▶ [WHAT YOU NEED TO DO] Once the data has been read, restate all of it exactly.

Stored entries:
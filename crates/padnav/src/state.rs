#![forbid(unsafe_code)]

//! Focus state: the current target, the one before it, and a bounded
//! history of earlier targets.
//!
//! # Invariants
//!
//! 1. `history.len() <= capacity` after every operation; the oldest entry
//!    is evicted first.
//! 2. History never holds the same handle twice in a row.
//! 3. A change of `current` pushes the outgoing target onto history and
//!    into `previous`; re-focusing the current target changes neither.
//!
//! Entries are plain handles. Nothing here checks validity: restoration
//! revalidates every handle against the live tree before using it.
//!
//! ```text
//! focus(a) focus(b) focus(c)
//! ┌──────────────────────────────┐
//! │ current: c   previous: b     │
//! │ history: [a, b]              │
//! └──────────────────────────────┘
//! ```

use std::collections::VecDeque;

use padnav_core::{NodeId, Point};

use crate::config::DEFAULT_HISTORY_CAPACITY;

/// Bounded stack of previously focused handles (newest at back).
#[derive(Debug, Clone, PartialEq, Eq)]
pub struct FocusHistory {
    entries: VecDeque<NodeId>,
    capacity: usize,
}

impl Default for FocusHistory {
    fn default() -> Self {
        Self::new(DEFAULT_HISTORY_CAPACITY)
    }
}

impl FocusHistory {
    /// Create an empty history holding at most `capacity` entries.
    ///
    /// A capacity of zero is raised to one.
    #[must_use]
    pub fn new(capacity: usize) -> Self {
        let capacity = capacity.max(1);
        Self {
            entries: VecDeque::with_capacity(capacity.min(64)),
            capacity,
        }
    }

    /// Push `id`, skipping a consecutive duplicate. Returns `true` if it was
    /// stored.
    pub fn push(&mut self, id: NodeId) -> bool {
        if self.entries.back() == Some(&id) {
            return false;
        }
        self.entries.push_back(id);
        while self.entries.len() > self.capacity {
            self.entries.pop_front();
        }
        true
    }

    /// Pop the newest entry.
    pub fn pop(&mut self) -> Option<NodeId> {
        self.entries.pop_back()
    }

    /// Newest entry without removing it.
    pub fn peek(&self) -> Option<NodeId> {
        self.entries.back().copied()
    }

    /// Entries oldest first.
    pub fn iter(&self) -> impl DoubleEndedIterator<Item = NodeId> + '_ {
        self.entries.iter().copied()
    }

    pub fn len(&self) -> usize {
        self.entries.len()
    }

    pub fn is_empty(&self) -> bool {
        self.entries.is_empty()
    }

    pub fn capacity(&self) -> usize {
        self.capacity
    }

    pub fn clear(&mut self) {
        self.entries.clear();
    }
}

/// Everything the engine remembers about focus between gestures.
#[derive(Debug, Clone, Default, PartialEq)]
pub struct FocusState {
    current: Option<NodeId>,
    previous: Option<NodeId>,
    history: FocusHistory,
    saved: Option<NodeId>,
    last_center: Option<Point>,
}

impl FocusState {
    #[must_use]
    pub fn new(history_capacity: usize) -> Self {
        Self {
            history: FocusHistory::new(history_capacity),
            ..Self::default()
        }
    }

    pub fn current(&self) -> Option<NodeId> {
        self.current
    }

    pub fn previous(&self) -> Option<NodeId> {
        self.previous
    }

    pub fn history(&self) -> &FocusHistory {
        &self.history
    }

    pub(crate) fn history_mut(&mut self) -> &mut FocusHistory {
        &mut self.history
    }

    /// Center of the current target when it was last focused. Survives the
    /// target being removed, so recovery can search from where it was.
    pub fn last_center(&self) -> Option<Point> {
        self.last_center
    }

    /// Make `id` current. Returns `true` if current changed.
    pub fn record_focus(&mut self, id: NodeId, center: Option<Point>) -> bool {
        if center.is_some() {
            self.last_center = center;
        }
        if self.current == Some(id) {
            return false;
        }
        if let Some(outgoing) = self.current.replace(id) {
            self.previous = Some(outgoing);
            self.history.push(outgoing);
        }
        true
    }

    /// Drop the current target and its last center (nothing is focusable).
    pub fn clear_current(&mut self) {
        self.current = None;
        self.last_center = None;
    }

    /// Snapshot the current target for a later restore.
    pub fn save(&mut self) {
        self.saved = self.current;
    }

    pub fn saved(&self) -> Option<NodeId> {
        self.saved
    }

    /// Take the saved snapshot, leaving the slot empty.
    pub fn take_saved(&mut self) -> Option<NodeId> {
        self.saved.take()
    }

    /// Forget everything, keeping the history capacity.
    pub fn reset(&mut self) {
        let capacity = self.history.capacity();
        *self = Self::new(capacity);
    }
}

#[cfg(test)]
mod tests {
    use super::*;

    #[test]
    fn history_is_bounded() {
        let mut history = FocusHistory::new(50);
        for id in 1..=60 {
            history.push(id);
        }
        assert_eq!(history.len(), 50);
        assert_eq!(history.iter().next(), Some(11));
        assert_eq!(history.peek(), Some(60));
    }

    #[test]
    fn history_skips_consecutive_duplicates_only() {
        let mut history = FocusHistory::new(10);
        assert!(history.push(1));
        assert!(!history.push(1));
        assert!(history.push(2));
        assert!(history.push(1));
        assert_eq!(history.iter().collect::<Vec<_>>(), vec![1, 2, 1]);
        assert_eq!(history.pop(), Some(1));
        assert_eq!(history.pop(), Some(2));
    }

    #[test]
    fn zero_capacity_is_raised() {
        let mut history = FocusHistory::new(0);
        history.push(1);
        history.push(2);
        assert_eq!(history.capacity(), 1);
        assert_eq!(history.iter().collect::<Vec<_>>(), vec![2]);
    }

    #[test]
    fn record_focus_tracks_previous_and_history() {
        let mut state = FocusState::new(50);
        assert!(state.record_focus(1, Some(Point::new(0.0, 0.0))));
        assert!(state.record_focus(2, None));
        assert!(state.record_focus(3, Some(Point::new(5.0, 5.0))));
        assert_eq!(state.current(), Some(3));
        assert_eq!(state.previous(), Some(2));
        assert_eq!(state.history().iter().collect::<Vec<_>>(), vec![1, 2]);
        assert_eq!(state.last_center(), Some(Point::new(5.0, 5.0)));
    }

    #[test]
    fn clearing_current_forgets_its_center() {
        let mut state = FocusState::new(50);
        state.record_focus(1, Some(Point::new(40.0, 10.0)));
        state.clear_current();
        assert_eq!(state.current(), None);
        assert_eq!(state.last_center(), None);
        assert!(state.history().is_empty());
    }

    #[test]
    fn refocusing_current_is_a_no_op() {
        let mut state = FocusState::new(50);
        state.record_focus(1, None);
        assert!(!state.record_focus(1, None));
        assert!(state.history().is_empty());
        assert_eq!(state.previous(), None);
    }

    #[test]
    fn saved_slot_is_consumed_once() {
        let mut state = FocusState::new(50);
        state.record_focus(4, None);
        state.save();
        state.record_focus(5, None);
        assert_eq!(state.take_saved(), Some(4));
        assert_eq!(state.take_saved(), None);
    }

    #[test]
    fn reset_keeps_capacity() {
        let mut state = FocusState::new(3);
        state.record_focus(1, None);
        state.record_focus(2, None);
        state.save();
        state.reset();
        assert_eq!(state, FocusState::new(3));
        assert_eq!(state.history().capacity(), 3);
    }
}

▶ [ANSWER SECTION]
filename crates/padnav/src/state.rs
#![forbid(unsafe_code)]

//! Focus state: the current target, the one before it, and a bounded
//! history of earlier targets.
//!
//! # Invariants
//!
//! 1. `history.len() <= capacity` after every operation; the oldest entry
//!    is evicted first.
//! 2. History never holds the same handle twice in a row.
//! 3. A change of `current` pushes the outgoing target onto history and
//!    into `previous`; re-focusing the current target changes neither.
//!
//! Entries are plain handles. Nothing here checks validity: restoration
//! revalidates every handle against the live tree before using it.
//!
//! ```text
//! focus(a) focus(b) focus(c)
//! ┌──────────────────────────────┐
//! │ current: c   previous: b     │
//! │ history: [a, b]              │
//! └──────────────────────────────┘
//! ```

use std::collections::VecDeque;

use padnav_core::{NodeId, Point};

use crate::config::DEFAULT_HISTORY_CAPACITY;

/// Bounded stack of previously focused handles (newest at back).
#[derive(Debug, Clone, PartialEq, Eq)]
pub struct FocusHistory {
    entries: VecDeque<NodeId>,
    capacity: usize,
}

impl Default for FocusHistory {
    fn default() -> Self {
        Self::new(DEFAULT_HISTORY_CAPACITY)
    }
}

impl FocusHistory {
    /// Create an empty history holding at most `capacity` entries.
    ///
    /// A capacity of zero is raised to one.
    #[must_use]
    pub fn new(capacity: usize) -> Self {
        let capacity = capacity.max(1);
        Self {
            entries: VecDeque::with_capacity(capacity.min(64)),
            capacity,
        }
    }

    /// Push `id`, skipping a consecutive duplicate. Returns `true` if it was
    /// stored.
    pub fn push(&mut self, id: NodeId) -> bool {
        if self.entries.back() == Some(&id) {
            return false;
        }
        self.entries.push_back(id);
        while self.entries.len() > self.capacity {
            self.entries.pop_front();
        }
        true
    }

    /// Pop the newest entry.
    pub fn pop(&mut self) -> Option<NodeId> {
        self.entries.pop_back()
    }

    /// Newest entry without removing it.
    pub fn peek(&self) -> Option<NodeId> {
        self.entries.back().copied()
    }

    /// Entries oldest first.
    pub fn iter(&self) -> impl DoubleEndedIterator<Item = NodeId> + '_ {
        self.entries.iter().copied()
    }

    pub fn len(&self) -> usize {
        self.entries.len()
    }

    pub fn is_empty(&self) -> bool {
        self.entries.is_empty()
    }

    pub fn capacity(&self) -> usize {
        self.capacity
    }

    pub fn clear(&mut self) {
        self.entries.clear();
    }
}

/// Everything the engine remembers about focus between gestures.
#[derive(Debug, Clone, Default, PartialEq)]
pub struct FocusState {
    current: Option<NodeId>,
    previous: Option<NodeId>,
    history: FocusHistory,
    saved: Option<NodeId>,
    last_center: Option<Point>,
}

impl FocusState {
    #[must_use]
    pub fn new(history_capacity: usize) -> Self {
        Self {
            history: FocusHistory::new(history_capacity),
            ..Self::default()
        }
    }

    pub fn current(&self) -> Option<NodeId> {
        self.current
    }

    pub fn previous(&self) -> Option<NodeId> {
        self.previous
    }

    pub fn history(&self) -> &FocusHistory {
        &self.history
    }

    pub(crate) fn history_mut(&mut self) -> &mut FocusHistory {
        &mut self.history
    }

    /// Center of the current target when it was last focused. Survives the
    /// target being removed, so recovery can search from where it was.
    pub fn last_center(&self) -> Option<Point> {
        self.last_center
    }

    /// Make `id` current. Returns `true` if current changed.
    pub fn record_focus(&mut self, id: NodeId, center: Option<Point>) -> bool {
        if center.is_some() {
            self.last_center = center;
        }
        if self.current == Some(id) {
            return false;
        }
        if let Some(outgoing) = self.current.replace(id) {
            self.previous = Some(outgoing);
            self.history.push(outgoing);
        }
        true
    }

    /// Drop the current target and its last center (nothing is focusable).
    pub fn clear_current(&mut self) {
        self.current = None;
        self.last_center = None;
    }

    /// Snapshot the current target for a later restore.
    pub fn save(&mut self) {
        self.saved = self.current;
    }

    pub fn saved(&self) -> Option<NodeId> {
        self.saved
    }

    /// Take the saved snapshot, leaving the slot empty.
    pub fn take_saved(&mut self) -> Option<NodeId> {
        self.saved.take()
    }

    /// Forget everything, keeping the history capacity.
    pub fn reset(&mut self) {
        let capacity = self.history.capacity();
        *self = Self::new(capacity);
    }
}

#[cfg(test)]
mod tests {
    use super::*;

    #[test]
    fn history_is_bounded() {
        let mut history = FocusHistory::new(50);
        for id in 1..=60 {
            history.push(id);
        }
        assert_eq!(history.len(), 50);
        assert_eq!(history.iter().next(), Some(11));
        assert_eq!(history.peek(), Some(60));
    }

    #[test]
    fn history_skips_consecutive_duplicates_only() {
        let mut history = FocusHistory::new(10);
        assert!(history.push(1));
        assert!(!history.push(1));
        assert!(history.push(2));
        assert!(history.push(1));
        assert_eq!(history.iter().collect::<Vec<_>>(), vec![1, 2, 1]);
        assert_eq!(history.pop(), Some(1));
        assert_eq!(history.pop(), Some(2));
    }

    #[test]
    fn zero_capacity_is_raised() {
        let mut history = FocusHistory::new(0);
        history.push(1);
        history.push(2);
        assert_eq!(history.capacity(), 1);
        assert_eq!(history.iter().collect::<Vec<_>>(), vec![2]);
    }

    #[test]
    fn record_focus_tracks_previous_and_history() {
        let mut state = FocusState::new(50);
        assert!(state.record_focus(1, Some(Point::new(0.0, 0.0))));
        assert!(state.record_focus(2, None));
        assert!(state.record_focus(3, Some(Point::new(5.0, 5.0))));
        assert_eq!(state.current(), Some(3));
        assert_eq!(state.previous(), Some(2));
        assert_eq!(state.history().iter().collect::<Vec<_>>(), vec![1, 2]);
        assert_eq!(state.last_center(), Some(Point::new(5.0, 5.0)));
    }

    #[test]
    fn clearing_current_forgets_its_center() {
        let mut state = FocusState::new(50);
        state.record_focus(1, Some(Point::new(40.0, 10.0)));
        state.clear_current();
        assert_eq!(state.current(), None);
        assert_eq!(state.last_center(), None);
        assert!(state.history().is_empty());
    }

    #[test]
    fn refocusing_current_is_a_no_op() {
        let mut state = FocusState::new(50);
        state.record_focus(1, None);
        assert!(!state.record_focus(1, None));
        assert!(state.history().is_empty());
        assert_eq!(state.previous(), None);
    }

    #[test]
    fn saved_slot_is_consumed_once() {
        let mut state = FocusState::new(50);
        state.record_focus(4, None);
        state.save();
        state.record_focus(5, None);
        assert_eq!(state.take_saved(), Some(4));
        assert_eq!(state.take_saved(), None);
    }

    #[test]
    fn reset_keeps_capacity() {
        let mut state = FocusState::new(3);
        state.record_focus(1, None);
        state.record_focus(2, None);
        state.save();
        state.reset();
        assert_eq!(state, FocusState::new(3));
        assert_eq!(state.history().capacity(), 3);
    }
}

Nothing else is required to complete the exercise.